Luckily, there is always more than one ways to solve the same problem. The reason I had to use case statement was because I was treating the date and hours as separate columns. They were being filtered separately. Therefore, based on the requirement, I had to first create the filters on date columns to make sure it works, then create filters on hour columns. Yet the hour filters wouldn't always work the same way depending on the conditions from the date and history flag, therefore i was writing cases.

What if I can combine date and hours today and filter them once, then hours are no longer just numbers between 0 to 24, there will be date implications behind each 0 and 24. Then the problem should be solved..

I will skip the thought process and steps I took to get to the final stage as it would be very boring. I will just show you what the final filter looks like:




Here the condition is simple:


start date < TIMESTAMPADD(SQL_TSI_DAY, @{endhour}{24}/24, date '@{varConfigHistoryDate}')

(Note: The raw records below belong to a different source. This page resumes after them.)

//! `sync` command: reconcile the layer with an id list and print the report.

use std::io::{Read, Write};
use std::time::Duration;

use camino::{Utf8Path, Utf8PathBuf};
use clap::Parser;
use log::info;
use ortho_config::{OrthoConfig, SubcmdConfigMerge};
use parcel_core::{
    DEFAULT_BASE_URL, ParcelSource, ParcelSync, ServiceConfig, SyncReport, split_input,
};
use parcel_data::{HttpParcelSource, HttpParcelSourceConfig, SqlitePolygonLayer};
use serde::{Deserialize, Serialize};

use crate::layer::LayerConfig;
use crate::{
    ARG_BASE_URL, ARG_CRS, ARG_DATABASE, ARG_LAYER, ARG_PLACE, ARG_TIMEOUT_SECS, CliError,
    ENV_SYNC_CRS, ENV_SYNC_DATABASE, ENV_SYNC_PLACE,
};

/// Input path that selects standard input.
const STDIN_MARKER: &str = "-";

/// CLI arguments for the `sync` subcommand.
#[derive(Debug, Clone, Parser, Deserialize, Serialize, OrthoConfig, Default)]
#[command(
    name = "sync",
    about = "Add missing parcels and remove stale ones",
    long_about = "Read parcel ids (one `<region>-<suffix>` per line) from a \
                  file or standard input, fetch the geometry of every id \
                  missing from the layer, delete features whose id is no \
                  longer listed, and print a JSON report. Parcels that fail \
                  are listed in the report; the command only fails when \
                  nothing could be committed."
)]
#[ortho_config(prefix = "PARCELS")]
pub(crate) struct SyncArgs {
    /// File with one parcel id per line; `-` or nothing reads stdin.
    #[arg(value_name = "path")]
    #[serde(default)]
    pub(crate) input: Option<Utf8PathBuf>,
    /// Path to the SQLite database holding the layer.
    #[arg(long = ARG_DATABASE, value_name = "path")]
    #[serde(default)]
    pub(crate) database: Option<Utf8PathBuf>,
    /// Name of the layer table.
    #[arg(long = ARG_LAYER, value_name = "name")]
    #[serde(default)]
    pub(crate) layer: Option<String>,
    /// Place (commune) identifier prepended to every parcel, e.g. "141201_1".
    #[arg(long = ARG_PLACE, value_name = "id")]
    #[serde(default)]
    pub(crate) place: Option<String>,
    /// EPSG code of the stored geometry, e.g. "2180".
    #[arg(long = ARG_CRS, value_name = "epsg")]
    #[serde(default)]
    pub(crate) crs: Option<String>,
    /// Root URL of the lookup service.
    #[arg(long = ARG_BASE_URL, value_name = "url")]
    #[serde(default)]
    pub(crate) base_url: Option<String>,
    /// Per-request timeout; unset waits indefinitely.
    #[arg(long = ARG_TIMEOUT_SECS, value_name = "seconds")]
    #[serde(default)]
    pub(crate) timeout_secs: Option<u64>,
}

impl SyncArgs {
    pub(crate) fn into_config(self) -> Result<SyncConfig, CliError> {
        let merged = self.load_and_merge().map_err(CliError::Configuration)?;
        SyncConfig::try_from(merged)
    }
}

/// Resolved `sync` command configuration.
#[derive(Debug, Clone, PartialEq, Eq)]
pub(crate) struct SyncConfig {
    /// Id list path; `None` reads stdin.
    pub(crate) input: Option<Utf8PathBuf>,
    /// Layer to synchronise.
    pub(crate) layer: LayerConfig,
    /// Lookup service parameters.
    pub(crate) service: ServiceConfig,
    /// Per-request timeout.
    pub(crate) timeout: Option<Duration>,
}

impl TryFrom<SyncArgs> for SyncConfig {
    type Error = CliError;

    fn try_from(args: SyncArgs) -> Result<Self, Self::Error> {
        let layer = LayerConfig::resolve(args.database, args.layer, ENV_SYNC_DATABASE)?;
        let place = args.place.ok_or(CliError::MissingArgument {
            field: ARG_PLACE,
            env: ENV_SYNC_PLACE,
        })?;
        let crs = args.crs.ok_or(CliError::MissingArgument {
            field: ARG_CRS,
            env: ENV_SYNC_CRS,
        })?;
        let timeout = match args.timeout_secs {
            Some(0) => {
                return Err(CliError::ZeroTimeout {
                    field: ARG_TIMEOUT_SECS,
                });
            }
            other => other.map(Duration::from_secs),
        };
        let input = args
            .input
            .filter(|path| path.as_str() != STDIN_MARKER);
        let service = ServiceConfig::new(place, crs)
            .with_base_url(args.base_url.unwrap_or_else(|| DEFAULT_BASE_URL.to_owned()));
        Ok(Self {
            input,
            layer,
            service,
            timeout,
        })
    }
}

/// Builds the [`ParcelSource`] used by a sync run.
pub(crate) trait SyncSourceBuilder {
    fn build(&self, config: &SyncConfig) -> Result<Box<dyn ParcelSource>, CliError>;
}

/// Production builder returning an [`HttpParcelSource`].
#[derive(Debug, Default)]
pub(crate) struct HttpSourceBuilder;

impl SyncSourceBuilder for HttpSourceBuilder {
    fn build(&self, config: &SyncConfig) -> Result<Box<dyn ParcelSource>, CliError> {
        let mut source_config = HttpParcelSourceConfig::default();
        if let Some(timeout) = config.timeout {
            source_config = source_config.with_timeout(timeout);
        }
        Ok(Box::new(HttpParcelSource::with_config(source_config)?))
    }
}

pub(crate) fn run_sync(args: SyncArgs, writer: &mut dyn Write) -> Result<(), CliError> {
    let mut stdin = std::io::stdin().lock();
    run_sync_with(args, &HttpSourceBuilder, &mut stdin, writer)
}

pub(crate) fn run_sync_with(
    args: SyncArgs,
    builder: &dyn SyncSourceBuilder,
    stdin: &mut dyn Read,
    writer: &mut dyn Write,
) -> Result<(), CliError> {
    let config = args.into_config()?;
    let report = execute_sync(&config, builder, stdin)?;
    write_report(writer, &report)
}

pub(crate) fn execute_sync(
    config: &SyncConfig,
    builder: &dyn SyncSourceBuilder,
    stdin: &mut dyn Read,
) -> Result<SyncReport, CliError> {
    let text = match &config.input {
        Some(path) => read_input(path)?,
        None => {
            let mut text = String::new();
            stdin
                .read_to_string(&mut text)
                .map_err(CliError::ReadStdin)?;
            text
        }
    };
    let ids = split_input(&text);
    let mut layer = SqlitePolygonLayer::open(&config.layer.database, &config.layer.layer)?;
    let source = builder.build(config)?;
    let report = ParcelSync::new(source, config.service.clone()).sync(&ids, &mut layer)?;
    info!(
        "{} added, {} deleted, {} unchanged, {} failed",
        report.added.len(),
        report.deleted.len(),
        report.unchanged.len(),
        report.failures.len()
    );
    Ok(report)
}

fn read_input(path: &Utf8Path) -> Result<String, CliError> {
    parcel_fs::read_utf8_file(path).map_err(|source| CliError::ReadInput {
        path: path.to_path_buf(),
        source,
    })
}

fn write_report(writer: &mut dyn Write, report: &SyncReport) -> Result<(), CliError> {
    let payload = serde_json::to_string_pretty(report).map_err(CliError::SerialiseReport)?;
    writer
        .write_all(payload.as_bytes())
        .map_err(CliError::WriteOutput)?;
    writer.write_all(b"\n").map_err(CliError::WriteOutput)?;
    Ok(())
}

Here on the right side of the equation, we are basically taking the user entered date value, which is passed through the presentation variables 'varConfigHistoryDate', then we add a couple of hours to it. As far as the actual number of hours added to the date will depend on the user entered hours. So let's say user select Aug 1 and end hour as 8 from the filter, and let's say the date column has a value Aug 1st 8:00:00 am, then this expression will become Aug 1st 4:00:00 pm, because it is adding 8/24 to the date, which is 8 hours (1/3 of the date) ahead of the start date. So in this case, Aug 1st 8:00:00 will satisfy the filter because it is less than Aug 1st 4:00:00 pm, and thus show up in the report as exactly what we want.


ifnull(end date, timestampadd(sql_tsi_day, 10000000, current_date)  => TIMESTAMPADD(SQL_TSI_DAY, @{starthour}{0}/24, date '@{varConfigHistoryDate}')

Here the same idea applies. Only that here we are evaluating based on the hour values passed through start hour prompt. So in this case, if users enter 8 in the start hour prompt and Aug 1st as the varConfigHistoryDate' value, then the right side of the equation will be Aug 1st hour plus 8/24. So again, if there is an transaction that states at Aug 1st 8:00:00am, then this filter condition will be Aug 1st 8:00:00am => Aug 1st 4:00:00am. This means if the end date timestamp is greater than or equal to anything that started in the past (starthour being added to the timestamp), then result should return.

On the left side of the equation, an 'ifnull' has to be employed to take care of situations where end date timestamp is blank. In this case, it will be added 1000000 indicating that this record will absolutely satisfy the filter conditions because it is always going to be way bigger into the future.

After testing the result, I confirmed that this query is much simpler and performance-friendlier than the case statements. More importantly, it didn't compromise any logic that was desired.